America, America

Many tribes, one country.

For the longest time, my only idea of America was really New York City, where I worked. I had been to the West Coast, to Hawaii and to a few other places, but really when you spend a week on holiday, you hardly get to know a country this big. It’s only when I actually lived in America, that I started understanding the nuisance of different States, accents and beliefs.

Our brain seems to be set up in a way that it wants a clear answer, a clear understanding, a logical explanation and rationalisation of the world in front of you. America defies that logic.

It’s a young country, built on a good vision by its founding fathers, based on the individual and its own pursuit of a path in life.

Like any democracy, there is a line somewhere between the power of the individual, and the power of a central government. In the US, there is a lot more emphasis to empowering the individual – however, like in many other Western countries, the suspicion is spreading among the people that politicians have been using their power to favour large business and globalisation, while ignoring the local working class. The power given to the individual appears more and more as a mirage, unless you have the money to exercise that power.

What the founders probably did not consider, is that if a government leaves individuals completely free, and a nation forgets certain morals that have contributed to its founding, individuality can become selfishness and result in aggressive conflict. I have never seen a more litigious society than the US.

For anything you can do, there will be someone ready to sue you, hoping to get something out of it. I recall what someone told me, when I was living in the US – the best thing that can happen to you in New York, is getting only mildly hit by a car, so you can claim huge insurance payment and be set for life.

That to me is the most perverse logic – we don’t even have it that bad in Italy, where the idea of scamming the system is mainstream culture.

What is more and more clear to me about the US, is that it is sadly a country in decline – buildings and infrastructure are largely dated, bureaucracy has been on the rise, many people live in real poverty and misery, and each government clings to idea of past greatness to project some sense of unity and optimism.

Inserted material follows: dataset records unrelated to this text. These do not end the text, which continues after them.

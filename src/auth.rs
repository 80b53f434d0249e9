//! Auth-domain identifiers, account references, scope sets, and claims.

pub mod account;
pub mod claims;
pub mod id;
pub mod scope;

pub use account::*;
pub use claims::*;
pub use id::*;
pub use scope::*;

Many US citizens really believe that they are special, incredibly lucky, and that they live in the best country in the world. And you could argue that it’s true, especially if you have a lot of money. And they are often puzzled when they travel abroad, and find out that Europeans are quite happy to stay in Europe, and don’t consider the US such a great place to move to.

A similar perspective has been clear to me in this time of Covid – by reading the news and following people on Twitter. Americans seem to feel largely immune to Covid, as if by being American you somehow have an immunity patent. I have never seen so many people criticising the use of masks like in the US, making even weird associations between wearing a mask and being enslaved by the government. And now that Covid is running wild across the US, very few people still seem to take it seriously, and claim that the large numbers are only due to great and pervasive testing. That will definitely be a factor, and we can’t trust China to tell the truth on numbers, but China managed to turn things around and keep the virus under control pretty much in two months. Now, in July, it has been over four months since the spreading started in the US, and the country is in the worst shape it has ever been.

All that said, the US still provide a lot of opportunity for any hard-working person who is able to ignore the nonsense going on in the culture. It’s a huge single market, things can get done, customer service is excellent, you can get space for a decent price (outside of the main cities of course) and you can live a good life. People are a lot more courageous, friendly and helpful than you generally see in Europe. They are relatively narrow-focused, and mainly care about their business and family, and do the best they can. I may be very wrong, but from where I stand, there would be few things that a government could do, and seriously turn a country like the US around to be unstoppable. And it’s not too late for that. Sometimes I wonder if it is too late for Italy instead, for example. It’s a much tougher way out, that Italy must still face.